>>>

// SPDX-License-Identifier: Apache-2.0
// Copyright 2025 itsakeyfut
//
// Licensed under the Apache License, Version 2.0 (the "License");
// you may not use this file except in compliance with the License.
// You may obtain a copy of the License at
//
//     http://www.apache.org/licenses/LICENSE-2.0
//
// Unless required by applicable law or agreed to in writing, software
// distributed under the License is distributed on an "AS IS" BASIS,
// WITHOUT WARRANTIES OR CONDITIONS OF ANY KIND, either express or implied.
// See the License for the specific language governing permissions and
// limitations under the License.

//! GP1(0x10-0x1F): GPU info queries

use super::super::{ReadMode, GPU};

/// Value returned for info code 7
pub const GPU_VERSION: u32 = 2;

impl GPU {
    /// GP1(0x10-0x1F): Get GPU Info
    ///
    /// Stages a register value in GPUREAD and switches the read port to info
    /// mode. Codes without an answer keep the previously staged value.
    ///
    /// ```text
    /// 0x02: Texture window
    /// 0x03: Drawing area top-left      (Y << 10) | X
    /// 0x04: Drawing area bottom-right  (Y << 10) | X
    /// 0x05: Drawing offset             (Y << 11) | X, 11 bits each
    /// 0x07: GPU version (2)
    /// ```
    ///
    /// # Examples
    ///
    /// ```
    /// # use psx_gpu::core::GPU;
    /// let mut gpu = GPU::new();
    /// gpu.write_gp0(0xE3000000 | (20 << 10) | 10);
    /// gpu.write_gp1(0x10000003);
    /// assert_eq!(gpu.read(0), (20 << 10) | 10);
    /// ```
    pub(in crate::core::gpu) fn gp1_get_gpu_info(&mut self, argument: u32) {
        let code = argument & 0xF;
        self.read_mode = ReadMode::Info;

        let value = match code {
            0x02 => self.texture_window.to_argument(),
            0x03 => self.drawing_area.top_left_info(),
            0x04 => self.drawing_area.bottom_right_info(),
            0x05 => self.drawing_offset.to_info(),
            0x07 => GPU_VERSION,
            _ => {
                log::warn!("Unhandled GPU info request: 0x{:X}", code);
                return;
            }
        };

        log::debug!("GPU info 0x{:X} = 0x{:08X}", code, value);
        self.gpuread = value;
    }
}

<<<

* REQUIREMENT: Copy out the material above in full so that every line matches the original.

* YOUR RESPONSE:
// SPDX-License-Identifier: Apache-2.0
// Copyright 2025 itsakeyfut
//
// Licensed under the Apache License, Version 2.0 (the "License");
// you may not use this file except in compliance with the License.
// You may obtain a copy of the License at
//
//     http://www.apache.org/licenses/LICENSE-2.0
//
// Unless required by applicable law or agreed to in writing, software
// distributed under the License is distributed on an "AS IS" BASIS,
// WITHOUT WARRANTIES OR CONDITIONS OF ANY KIND, either express or implied.
// See the License for the specific language governing permissions and
// limitations under the License.

//! GP1(0x10-0x1F): GPU info queries

use super::super::{ReadMode, GPU};

/// Value returned for info code 7
pub const GPU_VERSION: u32 = 2;

impl GPU {
    /// GP1(0x10-0x1F): Get GPU Info
    ///
    /// Stages a register value in GPUREAD and switches the read port to info
    /// mode. Codes without an answer keep the previously staged value.
    ///
    /// ```text
    /// 0x02: Texture window
    /// 0x03: Drawing area top-left      (Y << 10) | X
    /// 0x04: Drawing area bottom-right  (Y << 10) | X
    /// 0x05: Drawing offset             (Y << 11) | X, 11 bits each
    /// 0x07: GPU version (2)
    /// ```
    ///
    /// # Examples
    ///
    /// ```
    /// # use psx_gpu::core::GPU;
    /// let mut gpu = GPU::new();
    /// gpu.write_gp0(0xE3000000 | (20 << 10) | 10);
    /// gpu.write_gp1(0x10000003);
    /// assert_eq!(gpu.read(0), (20 << 10) | 10);
    /// ```
    pub(in crate::core::gpu) fn gp1_get_gpu_info(&mut self, argument: u32) {
        let code = argument & 0xF;
        self.read_mode = ReadMode::Info;

        let value = match code {
            0x02 => self.texture_window.to_argument(),
            0x03 => self.drawing_area.top_left_info(),
            0x04 => self.drawing_area.bottom_right_info(),
            0x05 => self.drawing_offset.to_info(),
            0x07 => GPU_VERSION,
            _ => {
                log::warn!("Unhandled GPU info request: 0x{:X}", code);
                return;
            }
        };

        log::debug!("GPU info 0x{:X} = 0x{:08X}", code, value);
        self.gpuread = value;
    }
}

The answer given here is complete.